[Numpy-discussion] Faster

Sun May 4 21:53:44 EDT 2008

On Sun, May 4, 2008 at 5:59 PM, Damian R. Eads <eads at lanl.gov> wrote:
> Hi,
>
>  Looks like a fun discussion: it's too bad for me I did not join it
>  earlier. My first try at scipy-cluster was completely in Python. Like you,
>  I also tried to find the most efficient way to transform the distance
>  matrix when joining two clusters. Eventually my data sets became big
>  enough that I decided to write these parts in C. I don't think my Python
>  joining code was efficient as yours.
>
>  I tried out your first test and I am a little confused at the output.

Thank you for catching that bug. It was introduced on the last speed
up. I pasted code from the list that used i as the index. But in the
cluster code I should delete the j-th row and column. After fixing
that the output matches

http://home.dei.polimi.it/matteucc/Clustering/tutorial_html/hierarchical.html

I should convert that to a unit test.

>  You may wish to look at the dendrogram since it is easier to interpret,
>  http://www.soe.ucsc.edu/~eads/goodman-dendro.png

Nice.

>  I tried running your second test, and you'll see C might give you a better
>  performance speed-up, which is not surprising. Roughly, what I'm doing in
>  C is I'm only storing the upper triangular of the distance matrix. An
>  array of double*'s (double **) refers to each row of this triangle. To
>  eliminate a row, I simply remove the entry in the double ** array. To
>  remove a column, I shift the values over in each row of the triangle. I'm
>  not sure if this is the best approach but it is certainly more efficient
>  than vectorized python, in terms of both memory and computation.
>
>  In [107]: goodman.test2(1000)
>  n = 1000 took 22.10 seconds
>  In [108]: n=1000
>  In [109]: uu=numpy.random.rand(n*(n-1)/2)
>  In [110]: tic = time.time(); hcluster.single(uu); toc = time.time(); print
>  toc-tic
>  Out[110]:
>  4.57607889175

To be (almost) within a factor of 5 is great!

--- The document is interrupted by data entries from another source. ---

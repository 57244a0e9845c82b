//! Environment-driven settings for property-test suites.
//!
//! Suites read one shared profile so a CI job can scale every property run
//! by exporting two variables.

use std::env;

/// Overrides the number of cases each property runs.
pub const DELVE_PBT_CASES_ENV_KEY: &str = "DELVE_PBT_CASES";
/// Runs each property case in a forked subprocess when truthy.
pub const DELVE_PBT_FORK_ENV_KEY: &str = "DELVE_PBT_FORK";

/// Case count and fork mode for property runs.
#[derive(Clone, Copy, Debug, Eq, PartialEq)]
pub struct ProptestRunProfile {
    cases: u32,
    fork: bool,
}

impl ProptestRunProfile {
    /// Reads the profile, falling back to the given defaults for variables
    /// that are unset or malformed.
    ///
    /// # Examples
    /// ```
    /// use delve_test_support::ci::property_test_profile::ProptestRunProfile;
    ///
    /// let profile = ProptestRunProfile::load(32, false);
    /// assert!(profile.cases() > 0);
    /// ```
    #[must_use]
    pub fn load(default_cases: u32, default_fork: bool) -> Self {
        Self {
            cases: override_or(DELVE_PBT_CASES_ENV_KEY, default_cases, parse_cases),
            fork: override_or(DELVE_PBT_FORK_ENV_KEY, default_fork, parse_switch),
        }
    }

    #[must_use]
    pub fn cases(&self) -> u32 {
        self.cases
    }

    #[must_use]
    pub fn fork(&self) -> bool {
        self.fork
    }
}

fn override_or<T: Copy>(key: &'static str, default: T, parse: fn(&str) -> Option<T>) -> T {
    let Ok(raw) = env::var(key) else {
        return default;
    };
    parse(&raw).unwrap_or_else(|| {
        tracing::warn!(env = key, raw = %raw, "ignoring malformed property-test override");
        default
    })
}

fn parse_cases(raw: &str) -> Option<u32> {
    raw.trim().parse::<u32>().ok().filter(|cases| *cases > 0)
}

fn parse_switch(raw: &str) -> Option<bool> {
    match raw.trim().to_ascii_lowercase().as_str() {
        "1" | "true" | "yes" | "on" => Some(true),
        "0" | "false" | "no" | "off" => Some(false),
        _ => None,
    }
}
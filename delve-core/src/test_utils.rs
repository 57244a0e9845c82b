//! Shared test utilities for `delve-core`.

use delve_test_support::ci::property_test_profile::ProptestRunProfile;
use proptest::test_runner::Config as ProptestConfig;

/// Builds a proptest configuration from the shared run profile so every
/// property suite honours `DELVE_PBT_CASES` and `DELVE_PBT_FORK`.
#[must_use]
pub(crate) fn suite_proptest_config(default_cases: u32) -> ProptestConfig {
    let profile = ProptestRunProfile::load(default_cases, false);
    ProptestConfig {
        cases: profile.cases(),
        fork: profile.fork(),
        ..ProptestConfig::default()
    }
}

But if I get anything
close to useful from my code, I'll move over to your industrial
strength code.

Here's the bug-fixed version:

import time

import numpy as np

class Cluster:
    "Single linkage hierarchical clustering"

    def __init__(self, dist, label=None, linkage='single', debug=False):
        """
        dist   Distance matrix, NxN numpy array
        label  Labels of each row of the distance matrix, list of N items,
               default is range(N)
        """
        assert dist.shape[0] == dist.shape[1], 'dist must be square (nxn)'
        assert (np.abs(dist - dist.T) < 1e-8).all(), 'dist must be symmetric'
        if label is None:
            label = range(dist.shape[0])
        assert dist.shape[0] == len(label), 'dist and label must match in size'
        msg = 'linkage must be single or complete'
        assert linkage in ('single', 'complete'), msg
        self.c = [[[z] for z in label]]
        self.label = label
        self.linkage = linkage
        self.dist = dist
        self.debug = debug

    def run(self):
        for level in xrange(len(self.label) - 1):
            i, j = self.min_dist()
            self.join(i, j)

    def join(self, i, j):

        assert i != j, 'Cannot combine a cluster with itself'

        # Join labels
        new = list(self.c[-1])
        new[i] = new[i] + new[j]
        new.pop(j)
        self.c.append(new)

        # Join distance matrix
        if self.linkage == 'single':
            self.dist[:,i] = self.dist[:,[i,j]].min(1)
        elif self.linkage == 'complete':
            self.dist[:,i] =  self.dist[:,[i,j]].max(1)
        else:
            raise NotImplementedError, 'Unknown linkage method'
        self.dist[i,:] = self.dist[:,i]
        # A faster verion of this code...
        #idx = range(self.dist.shape[1])
        #idx.remove(j)
        #self.dist = self.dist[:,idx]
        #self.dist = self.dist[idx,:]
        # ...is this...
        out = self.dist[:-1,:-1]
        out[:j,j:] = self.dist[:j,j+1:]
        out[j:,:j] = self.dist[j+1:,:j]
        out[j:,j:] = self.dist[j+1:,j+1:]
        self.dist = out

        # Debug output
        if self.debug:
            print
            print len(self.c) - 1
            print 'Clusters'
            print self.c[-1]
            print 'Distance'
            print self.dist

    def min_dist(self):
        # A faster version of this code...
        # dist = self.dist + 1e10 * np.eye(self.dist.shape[0])
        # i, j = np.where(dist == dist.min())
        # return i[0], j[0]
        # ...is this:
        x = self.dist
        N = x.shape[0]
        # With complete linkage the min distance was sometimes on the diagonal
        # I think it occured on the last merge (one cluster). So I added + 1.
        x.flat[::N+1] = x.max() + 1
        ij = x.argmin()
        i, j = divmod(ij, N)
        return i, j

def test():
    # Example from
    # home.dei.polimi.it/matteucc/Clustering/tutorial_html/hierarchical.html
    label =          ['BA', 'FI', 'MI', 'NA', 'RM', 'TO']
    dist = np.array([[0,    662,  877,  255,  412,  996],
                     [662,  0,    295,  468,  268,  400],
                     [877,  295,  0,    754,  564,  138],
                     [255,  468,  754,  0,    219,  869],
                     [412,  268,  564,  219,  0,    669],
                     [996,  400,  138,  869,  669,  0  ]])
    clust = Cluster(dist, label, linkage='single', debug=True)
    clust.run()

def test2(n):
    x = np.random.rand(n,n)
    x = x + x.T
    c = Cluster(x)
    t1 = time.time()
    c.run()
    t2 = time.time()
    print 'n = %d took %0.2f seconds' % (n, t2-t1)